I came to journalism for the stories.
I needed to write. I loved the words and the sentences; the rhythms and the sounds. I loved the typing– a desk, a good window, playing the keyboard, reading to myself in a low monotone that is not quite humming and not quite talking out loud. The keys go clicka clack. Twenty-six neutral symbols are willfully recombined. Text appears; something from nothing. It fills the page. And then the next . . .
But I was young. I needed something to write about.
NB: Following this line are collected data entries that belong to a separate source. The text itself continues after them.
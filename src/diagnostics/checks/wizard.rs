//! End-to-end wizard test: initialization and template listing

use async_trait::async_trait;
use reqwest::Method;
use serde_json::Value;

use crate::diagnostics::check::{CheckResult, CheckStatus, SystemCheck};
use crate::diagnostics::context::ProbeContext;

/// Number of templates echoed from the listing
pub const TEMPLATE_PREVIEW_LEN: usize = 3;

/// How the wizard initialization endpoint answered
#[derive(Debug, Clone, PartialEq)]
pub enum InitOutcome {
    /// `success` was truthy
    Initialized(Value),
    /// `success` missing or falsy, with the `message` field if any
    Failed {
        response: Value,
        message: Option<String>,
    },
    /// Valid JSON that is not an object
    UnexpectedShape(Value),
    /// Body did not decode; carries the raw body
    InvalidJson(String),
}

/// Name and category of one template
#[derive(Debug, Clone, PartialEq, Eq)]
pub struct TemplateSummary {
    pub name: String,
    pub category: String,
}

/// How the templates endpoint answered
#[derive(Debug, Clone, PartialEq)]
pub enum TemplatesOutcome {
    /// `success` truthy and a non-empty `templates` array
    Found {
        count: usize,
        preview: Vec<TemplateSummary>,
    },
    /// Anything else that decoded as an object
    NoTemplates,
    UnexpectedShape(Value),
    InvalidJson(String),
}

/// JSON truthiness: null, false, zero, and empty strings/arrays/objects are
/// falsy
pub fn is_truthy(value: &Value) -> bool {
    match value {
        Value::Null => false,
        Value::Bool(b) => *b,
        Value::Number(n) => n.as_f64().is_some_and(|f| f != 0.0),
        Value::String(s) => !s.is_empty(),
        Value::Array(a) => !a.is_empty(),
        Value::Object(o) => !o.is_empty(),
    }
}

/// Field rendered as plain text: strings unquoted, other values as JSON
fn field_text(value: &Value) -> String {
    match value {
        Value::String(s) => s.clone(),
        other => other.to_string(),
    }
}

fn field_is_truthy(response: &Value, field: &str) -> bool {
    response.get(field).is_some_and(is_truthy)
}

pub fn interpret_init(body: &str) -> InitOutcome {
    let response: Value = match serde_json::from_str(body) {
        Ok(value) => value,
        Err(_) => return InitOutcome::InvalidJson(body.to_string()),
    };
    if !response.is_object() {
        return InitOutcome::UnexpectedShape(response);
    }

    if field_is_truthy(&response, "success") {
        InitOutcome::Initialized(response)
    } else {
        let message = response.get("message").map(field_text);
        InitOutcome::Failed { response, message }
    }
}

pub fn interpret_templates(body: &str) -> TemplatesOutcome {
    let response: Value = match serde_json::from_str(body) {
        Ok(value) => value,
        Err(_) => return TemplatesOutcome::InvalidJson(body.to_string()),
    };
    if !response.is_object() {
        return TemplatesOutcome::UnexpectedShape(response);
    }
    if !field_is_truthy(&response, "success") {
        return TemplatesOutcome::NoTemplates;
    }

    match response.get("templates") {
        Some(Value::Array(templates)) if !templates.is_empty() => TemplatesOutcome::Found {
            count: templates.len(),
            preview: templates
                .iter()
                .take(TEMPLATE_PREVIEW_LEN)
                .map(|template| TemplateSummary {
                    name: template
                        .get("name")
                        .map(field_text)
                        .unwrap_or_else(|| "Unknown".to_string()),
                    category: template
                        .get("category")
                        .map(field_text)
                        .unwrap_or_else(|| "No category".to_string()),
                })
                .collect(),
        },
        _ => TemplatesOutcome::NoTemplates,
    }
}

/// Exercises the wizard API the way the frontend does
pub struct WizardCheck;

impl WizardCheck {
    pub fn new() -> Self {
        Self
    }

    /// Sends the request and prints the raw outcome; returns the body when
    /// there is one to interpret
    async fn request(
        &self,
        ctx: &ProbeContext,
        method: Method,
        path: &str,
        description: &str,
    ) -> Option<String> {
        let url = ctx.config.backend_endpoint(path);
        ctx.blank();
        ctx.say(format!("🔍 {}", description));
        ctx.say(format!("Request: {} {}", method, url));

        let outcome = ctx.http.fetch(method, &url).await;
        if let Some(error) = outcome.error {
            ctx.say(format!("❌ Request failed: {}", error));
            return None;
        }
        if let Some(status) = outcome.status {
            ctx.say(format!("Status: {}", status));
        }

        let body = outcome.body.unwrap_or_default();
        let body = body.trim();
        if body.is_empty() {
            ctx.say("⚠️  Empty response body");
            return None;
        }
        ctx.say(format!("Output: {}", body));
        Some(body.to_string())
    }

    fn report_init(&self, ctx: &ProbeContext, outcome: InitOutcome) -> bool {
        match outcome {
            InitOutcome::Initialized(response) => {
                self.print_response(ctx, &response);
                ctx.say("✅ Wizard initialization successful");
                true
            }
            InitOutcome::Failed { response, message } => {
                self.print_response(ctx, &response);
                ctx.say("❌ Wizard initialization failed");
                if let Some(message) = message {
                    ctx.say(format!("Error message: {}", message));
                }
                false
            }
            InitOutcome::UnexpectedShape(response) => {
                ctx.say(format!("❌ Unexpected response shape: {}", response));
                false
            }
            InitOutcome::InvalidJson(raw) => {
                ctx.say(format!("❌ Invalid JSON response: {}", raw));
                false
            }
        }
    }

    fn report_templates(&self, ctx: &ProbeContext, outcome: TemplatesOutcome) -> bool {
        match outcome {
            TemplatesOutcome::Found { count, preview } => {
                ctx.say(format!("✅ Found {} templates", count));
                for template in preview {
                    ctx.say(format!("   - {} ({})", template.name, template.category));
                }
                true
            }
            TemplatesOutcome::NoTemplates => {
                ctx.say("❌ No templates found or error occurred");
                false
            }
            TemplatesOutcome::UnexpectedShape(response) => {
                ctx.say(format!("❌ Unexpected response shape: {}", response));
                false
            }
            TemplatesOutcome::InvalidJson(raw) => {
                ctx.say(format!("❌ Invalid JSON response: {}", raw));
                false
            }
        }
    }

    fn print_response(&self, ctx: &ProbeContext, response: &Value) {
        ctx.say("📋 Wizard Response:");
        let pretty = serde_json::to_string_pretty(response).unwrap_or_else(|_| response.to_string());
        for line in pretty.lines() {
            ctx.say(line);
        }
    }
}

impl Default for WizardCheck {
    fn default() -> Self {
        Self::new()
    }
}

#[async_trait]
impl SystemCheck for WizardCheck {
    fn name(&self) -> &'static str {
        "Wizard"
    }

    fn banner(&self) -> &'static str {
        "🧙 WIZARD FUNCTIONALITY TESTING"
    }

    fn description(&self) -> Option<&'static str> {
        Some("Wizard initialization and template listing responses")
    }

    async fn check(&self, ctx: &ProbeContext) -> CheckResult {
        ctx.blank();
        ctx.say("🔍 Testing wizard initialization with full response...");
        let initialized = match self
            .request(ctx, Method::POST, "/api/wizard/init", "Wizard init with full response")
            .await
        {
            Some(body) => self.report_init(ctx, interpret_init(&body)),
            None => false,
        };

        ctx.blank();
        ctx.say("🔍 Testing template fetching...");
        let templates = match self
            .request(ctx, Method::GET, "/api/wizard/templates", "Fetching wizard templates")
            .await
        {
            Some(body) => self.report_templates(ctx, interpret_templates(&body)),
            None => false,
        };

        let succeeded = usize::from(initialized) + usize::from(templates);
        let message = match (initialized, templates) {
            (true, true) => "initialization and templates working",
            (true, false) => "initialization working, templates unavailable",
            (false, true) => "initialization failed, templates working",
            (false, false) => "initialization and templates failing",
        };

        CheckResult::with_status(CheckStatus::from_counts(succeeded, 2), message)
    }
}

#[cfg(test)]
mod tests {
    use super::*;
    use serde_json::json;

    #[test]
    fn test_init_success() {
        assert_eq!(
            interpret_init(r#"{"success": true}"#),
            InitOutcome::Initialized(json!({"success": true}))
        );
    }

    #[test]
    fn test_init_failure_echoes_message() {
        let outcome = interpret_init(r#"{"success": false, "message": "db error"}"#);

        match outcome {
            InitOutcome::Failed { message, .. } => assert_eq!(message.as_deref(), Some("db error")),
            other => panic!("expected failure, got {:?}", other),
        }
    }

    #[test]
    fn test_init_failure_without_message() {
        let outcome = interpret_init(r#"{"error": "boom"}"#);
        assert!(matches!(outcome, InitOutcome::Failed { message: None, .. }));
    }

    #[test]
    fn test_init_invalid_json_keeps_raw_body() {
        assert_eq!(
            interpret_init("<html>Bad Gateway</html>"),
            InitOutcome::InvalidJson("<html>Bad Gateway</html>".to_string())
        );
    }

    #[test]
    fn test_init_non_object() {
        assert!(matches!(
            interpret_init("[1, 2]"),
            InitOutcome::UnexpectedShape(_)
        ));
    }

    #[test]
    fn test_templates_preview_first_three() {
        let body = json!({
            "success": true,
            "templates": [
                {"name": "Capital Project", "category": "capital"},
                {"name": "Maintenance"},
                {"category": "study"},
                {"name": "Fourth", "category": "other"},
            ]
        })
        .to_string();

        match interpret_templates(&body) {
            TemplatesOutcome::Found { count, preview } => {
                assert_eq!(count, 4);
                assert_eq!(preview.len(), 3);
                assert_eq!(preview[0].name, "Capital Project");
                assert_eq!(preview[1].category, "No category");
                assert_eq!(preview[2].name, "Unknown");
            }
            other => panic!("expected templates, got {:?}", other),
        }
    }

    #[test]
    fn test_templates_empty_or_unsuccessful() {
        assert_eq!(
            interpret_templates(r#"{"success": true, "templates": []}"#),
            TemplatesOutcome::NoTemplates
        );
        assert_eq!(
            interpret_templates(r#"{"success": false, "templates": [{"name": "x"}]}"#),
            TemplatesOutcome::NoTemplates
        );
        assert!(matches!(
            interpret_templates("not json"),
            TemplatesOutcome::InvalidJson(_)
        ));
    }

    #[test]
    fn test_truthiness() {
        assert!(is_truthy(&json!(true)));
        assert!(is_truthy(&json!(1)));
        assert!(is_truthy(&json!("yes")));
        assert!(!is_truthy(&json!(false)));
        assert!(!is_truthy(&json!(0)));
        assert!(!is_truthy(&json!("")));
        assert!(!is_truthy(&json!(null)));
        assert!(!is_truthy(&json!([])));
    }
}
With luck and perseverance– a great deal of perseverance– I was given my chance. I don’t know how many stories I’ve published over the past two and a half decades. Thick files of them during six years at the Washington Post– back then, they kept the actual newsprint. They clipped each of your articles and taped it to a piece of yellow construction paper, one yellow paper per month. It was a way they had of monitoring your output. It was also thrilling evidence of your existence. You could pull your own clip file. You had proof: You were alive; you were creating; you were making progress. By the early eighties, I was writing upwards of twenty-five long magazine pieces a year. More recently, over the span of time represented in this collection–1988 through 2002–I have had the good fortune to be associated with the kinds of magazines and editors who have allowed me to take my time and to hone my craft? to tell a story, to get it right, to make it resonate.
Each of the pieces in this collection represents at least five months of reporting and writing. Each was a journey of discovery, of course– that is the nature of journalism: you start from zero. I remember as a fledgling reporter being assigned to write a story about mortgage interest rates. My first source had to explain to me the difference between interest and principal. The next morning, upwards of one million people were reading my account on the front page. Over time, I have learned many things, this among them: It is not shameful to be ignorant, only to remain so; truth is more important than pride.
Though I came to journalism for the stories, for something to write about, I have reaped much more. I am who I am today because of journalism– a man crafted by his craft, as it were: a found-art assemblage of disparate notions and sensibilities and odd, useless tidbits of information, all of it collected from the multitude of lives through which I have been allowed to pass, all of it welded helter-skelter onto the framework of the twenty-year-old kid who waded out into the real world 27 years ago with a Radio Shack micro-cassette recorder in hand to report his first piece as a pro: a story about a man who lived on a diet of wild plants. You have to start somewhere, no?